Él intento seguirlas como si fueran una tarea de la escuela. Colocó el cigarro en


su boca, eh inhaló una pequeña bocanada de humo que pasó directamente
hacia su garganta, no supo caracterizar el sabor a pesar de haber un hecho un
esfuerzo. Su piel se erizó tras la pequeña descarga de adrenalina que le provocó
el hecho de sentirse culpable de aquel acto. De pronto, se sintió débil, como si
el cuerpo le cállese sobre si mismo, a juicio de él, afirmaría que estaba a punto
de desmayarse, pero la sensación terminó en un pequeño pico placer doloroso
que ascendía desde su pecho.

—¿Qué tal? —preguntó ella. Tenia la boca semi abierta, esperando resolver una
duda.

—Sentí que pedí un año de vida —respondió él, entre pequeños tosidos.
—Que exagerado eres.

Unos minutos más tardé, Nathan estaba encendiendo su segundo cigarro.


Seguían en el malecón, pero dejaron la plataforma de madera para acostarse
sobre el pasto, dónde se terminaron la botella de vino. Eran ya las siete. La luna
estaba en su punto máximo de iluminación, y el frío los acariciaba a ambos.

—¿Ya sabes que vas a estudiar? —le preguntó él.

—Siempre lo he sabido.

—A si? —Nathan no supo como interpretar esa respuesta, le había parecido


demasiado brusca y demasiado seca.

—Quiero ser escritora —dijo. Mientras Nathan recuperó su interés en el tema—.


Así que primero estudiaré literatura y luego me iré de aquí. No puedo ser una
buena escritora en un lugar donde nadie lee —concluyó, con un todo gracioso.

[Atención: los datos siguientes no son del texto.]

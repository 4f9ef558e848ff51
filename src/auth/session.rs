//! Session manager holding the signed-in user's credentials and broadcasting lifecycle events.
//!
//! The manager is the single source of truth for the access/refresh pair. The API client reads
//! the current access token before every request, writes rotated tokens after a refresh, and
//! calls [`SessionManager::expire`] when a refresh fails so every subscriber observes a
//! [`SessionEvent::AuthenticationLost`] and the persisted session is dropped.

// crates.io
use tokio::sync::broadcast;
// self
use crate::{
	_prelude::*,
	api::User,
	auth::{TokenGrant, TokenPair, TokenSecret, Username},
	store::{SessionStore, StoredSession},
};

const EVENT_CAPACITY: usize = 32;

/// Lifecycle notifications emitted by [`SessionManager`].
#[derive(Clone, Debug, PartialEq, Eq)]
pub enum SessionEvent {
	/// Credentials were established by a login or restored from storage.
	LoggedIn {
		/// Account name, when known.
		username: Option<Username>,
	},
	/// The access token was replaced by a refresh.
	TokenRefreshed,
	/// The user logged out explicitly.
	LoggedOut,
	/// A refresh failed; the session has been cleared and the user must log in again.
	AuthenticationLost {
		/// Why the refresh failed.
		reason: String,
	},
}

#[derive(Debug, Default)]
struct SessionState {
	tokens: Option<TokenPair>,
	username: Option<Username>,
	user: Option<User>,
}

/// Holds the current credentials and user profile.
pub struct SessionManager {
	state: RwLock<SessionState>,
	store: Option<Arc<dyn SessionStore>>,
	events: broadcast::Sender<SessionEvent>,
}
impl SessionManager {
	/// Creates a manager that keeps the session in memory only.
	pub fn new() -> Self {
		let (events, _) = broadcast::channel(EVENT_CAPACITY);

		Self { state: Default::default(), store: None, events }
	}

	/// Creates a manager that mirrors every change into `store`.
	pub fn with_store(store: Arc<dyn SessionStore>) -> Self {
		Self { store: Some(store), ..Self::new() }
	}

	/// Subscribes to lifecycle events. Events emitted before subscribing are not replayed.
	pub fn subscribe(&self) -> broadcast::Receiver<SessionEvent> {
		self.events.subscribe()
	}

	/// Reloads a previously persisted session. Returns `true` when one was found.
	pub async fn restore(&self) -> Result<bool> {
		let Some(store) = &self.store else {
			return Ok(false);
		};
		let Some(stored) = store.load().await? else {
			return Ok(false);
		};

		{
			let mut state = self.state.write();

			state.username = stored.username.clone();
			state.tokens = Some(stored.tokens);
			state.user = None;
		}

		self.emit(SessionEvent::LoggedIn { username: stored.username });

		Ok(true)
	}

	/// Installs freshly issued credentials for `username`.
	pub async fn establish(&self, username: Option<Username>, tokens: TokenPair) -> Result<()> {
		{
			let mut state = self.state.write();

			state.username = username.clone();
			state.tokens = Some(tokens.clone());
			state.user = None;
		}

		self.persist(username.clone(), tokens).await?;
		self.emit(SessionEvent::LoggedIn { username });

		Ok(())
	}

	/// Applies a refresh response and returns the new access token.
	///
	/// Returns `None` if the session was cleared while the refresh was in flight, in which case
	/// the grant is discarded.
	pub async fn apply_refresh(&self, grant: TokenGrant) -> Result<Option<TokenSecret>> {
		let (username, tokens) = {
			let mut state = self.state.write();
			let username = state.username.clone();
			let Some(tokens) = state.tokens.as_mut() else {
				return Ok(None);
			};

			tokens.rotate(grant);

			(username, tokens.clone())
		};
		let access = tokens.access_token.clone();

		self.persist(username, tokens).await?;
		self.emit(SessionEvent::TokenRefreshed);

		Ok(Some(access))
	}

	/// Caches the profile returned by the API.
	pub fn set_user(&self, user: User) {
		let mut state = self.state.write();

		if state.tokens.is_some() {
			state.user = Some(user);
		}
	}

	/// Clears the session after an explicit logout.
	pub async fn logout(&self) -> Result<()> {
		self.clear().await?;
		self.emit(SessionEvent::LoggedOut);

		Ok(())
	}

	/// Clears the session after a failed refresh and broadcasts the loss.
	///
	/// The in-memory session is always cleared, even when the store cannot be updated.
	pub async fn expire(&self, reason: impl Into<String>) -> Result<()> {
		let reason = reason.into();
		let cleared = self.clear().await;

		#[cfg(feature = "tracing")]
		tracing::warn!(%reason, "authentication lost; session cleared");

		self.emit(SessionEvent::AuthenticationLost { reason });

		cleared
	}

	/// Returns the current access token.
	pub fn access_token(&self) -> Option<TokenSecret> {
		self.state.read().tokens.as_ref().map(|tokens| tokens.access_token.clone())
	}

	/// Returns the current refresh token.
	pub fn refresh_token(&self) -> Option<TokenSecret> {
		self.state.read().tokens.as_ref().and_then(|tokens| tokens.refresh_token.clone())
	}

	/// Returns a copy of the current credentials.
	pub fn tokens(&self) -> Option<TokenPair> {
		self.state.read().tokens.clone()
	}

	/// Returns the cached user profile.
	pub fn user(&self) -> Option<User> {
		self.state.read().user.clone()
	}

	/// Returns the account name the session belongs to.
	pub fn username(&self) -> Option<Username> {
		self.state.read().username.clone()
	}

	/// Returns `true` when credentials are present.
	pub fn is_authenticated(&self) -> bool {
		self.state.read().tokens.is_some()
	}

	async fn clear(&self) -> Result<()> {
		*self.state.write() = SessionState::default();

		if let Some(store) = &self.store {
			store.clear().await?;
		}

		Ok(())
	}

	async fn persist(&self, username: Option<Username>, tokens: TokenPair) -> Result<()> {
		if let Some(store) = &self.store {
			store.save(StoredSession { username, tokens }).await?;
		}

		Ok(())
	}

	fn emit(&self, event: SessionEvent) {
		// No subscribers is not an error.
		let _ = self.events.send(event);
	}
}
impl Default for SessionManager {
	fn default() -> Self {
		Self::new()
	}
}
impl Debug for SessionManager {
	fn fmt(&self, f: &mut Formatter) -> FmtResult {
		let state = self.state.read();

		f.debug_struct("SessionManager")
			.field("username", &state.username)
			.field("authenticated", &state.tokens.is_some())
			.field("persistent", &self.store.is_some())
			.finish()
	}
}

#[cfg(test)]
mod tests {
	// self
	use super::*;
	use crate::store::MemoryStore;

	fn username() -> Username {
		Username::new("admin").expect("Username fixture should be valid.")
	}

	#[tokio::test]
	async fn establish_persists_and_broadcasts() {
		let store = Arc::new(MemoryStore::default());
		let session = SessionManager::with_store(store.clone());
		let mut events = session.subscribe();

		session
			.establish(Some(username()), TokenPair::new("access").with_refresh("refresh"))
			.await
			.expect("Establishing a session should succeed.");

		assert!(session.is_authenticated());
		assert_eq!(session.access_token().map(|t| t.expose().to_owned()), Some("access".into()));
		assert_eq!(
			events.recv().await.expect("LoggedIn should be broadcast."),
			SessionEvent::LoggedIn { username: Some(username()) }
		);
		assert_eq!(
			store.snapshot().map(|stored| stored.tokens.access_token.expose().to_owned()),
			Some("access".into())
		);
	}

	#[tokio::test]
	async fn refresh_rotates_tokens_in_memory_and_store() {
		let store = Arc::new(MemoryStore::default());
		let session = SessionManager::with_store(store.clone());

		session
			.establish(None, TokenPair::new("access-1").with_refresh("refresh-1"))
			.await
			.expect("Establishing a session should succeed.");

		let access = session
			.apply_refresh(TokenGrant { access_token: TokenSecret::new("access-2"), refresh_token: None })
			.await
			.expect("Applying a refresh should succeed.")
			.expect("A live session should accept the refreshed token.");

		assert_eq!(access.expose(), "access-2");
		assert_eq!(session.refresh_token().map(|t| t.expose().to_owned()), Some("refresh-1".into()));
		assert_eq!(
			store.snapshot().map(|stored| stored.tokens.access_token.expose().to_owned()),
			Some("access-2".into())
		);
	}

	#[tokio::test]
	async fn refresh_after_clear_is_discarded() {
		let session = SessionManager::new();
		let applied = session
			.apply_refresh(TokenGrant { access_token: TokenSecret::new("late"), refresh_token: None })
			.await
			.expect("Applying a refresh without a session should not fail.");

		assert!(applied.is_none());
		assert!(!session.is_authenticated());
	}

	#[tokio::test]
	async fn expire_clears_state_store_and_notifies() {
		let store = Arc::new(MemoryStore::default());
		let session = SessionManager::with_store(store.clone());

		session
			.establish(Some(username()), TokenPair::new("access").with_refresh("refresh"))
			.await
			.expect("Establishing a session should succeed.");

		let mut events = session.subscribe();

		session.expire("refresh rejected").await.expect("Expiring should succeed.");

		assert!(!session.is_authenticated());
		assert!(store.snapshot().is_none());
		assert_eq!(
			events.recv().await.expect("AuthenticationLost should be broadcast."),
			SessionEvent::AuthenticationLost { reason: "refresh rejected".into() }
		);
	}

	#[tokio::test]
	async fn restore_reloads_persisted_session() {
		let store = Arc::new(MemoryStore::default());

		store
			.save(StoredSession {
				username: Some(username()),
				tokens: TokenPair::new("persisted").with_refresh("refresh"),
			})
			.await
			.expect("Seeding the store should succeed.");

		let session = SessionManager::with_store(store);

		assert!(session.restore().await.expect("Restoring should succeed."));
		assert_eq!(session.username(), Some(username()));
		assert!(!SessionManager::new().restore().await.expect("Restoring should succeed."));
	}
}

—¿Qué es lo que te gusta de escribir?

—Veras… —ella guardó silencio por unos segundos y luego continuó, como si
estuviera analizando su respuesta—. Aunque no lo parezca, soy una romántica.
Siento que tu demasiadas cosas que decir. El deseo de expresarme es una
necesidad en mi. Creerás que soy ingenua, y que seguramente me moriré de
hambre —se río para si misma como si dicha suposición careciera de
importancia—. Pero realmente es lo que quiero hacer. El hecho de poder crear
una historia que condense todo lo que pienso y lo siento, me llena de mucho
placer y no busco ninguna otra recompensa que esa. No espero que todo el
mundo lea mis obras, pero aquel que me lea me conocerá completamente. La
lectura puede llegar a ser un acto más íntimo que el propio sexo.

Le quitó el cigarro a Nathan de los labios, quien las escuchaba atentamente,


como si nada importara en aquel momento más que aquellas palabras, palabras
que a su modo de ver, eran más íntimas que nada que ella fuese a escribir
algún día, y que el estaba siendo el único con acceso a aquella intimidad.

Luego de exhalar el humo ella concluyó: —Y si es por el dinero, aún tengo el


súper mercado de mis padres y aún puedo casarme con un viejo rico.

—Jamás dejaré que te cases con un viejo —dijo él, en un intento de amenaza
que solo lo hacía parecer más gracioso que tenaz.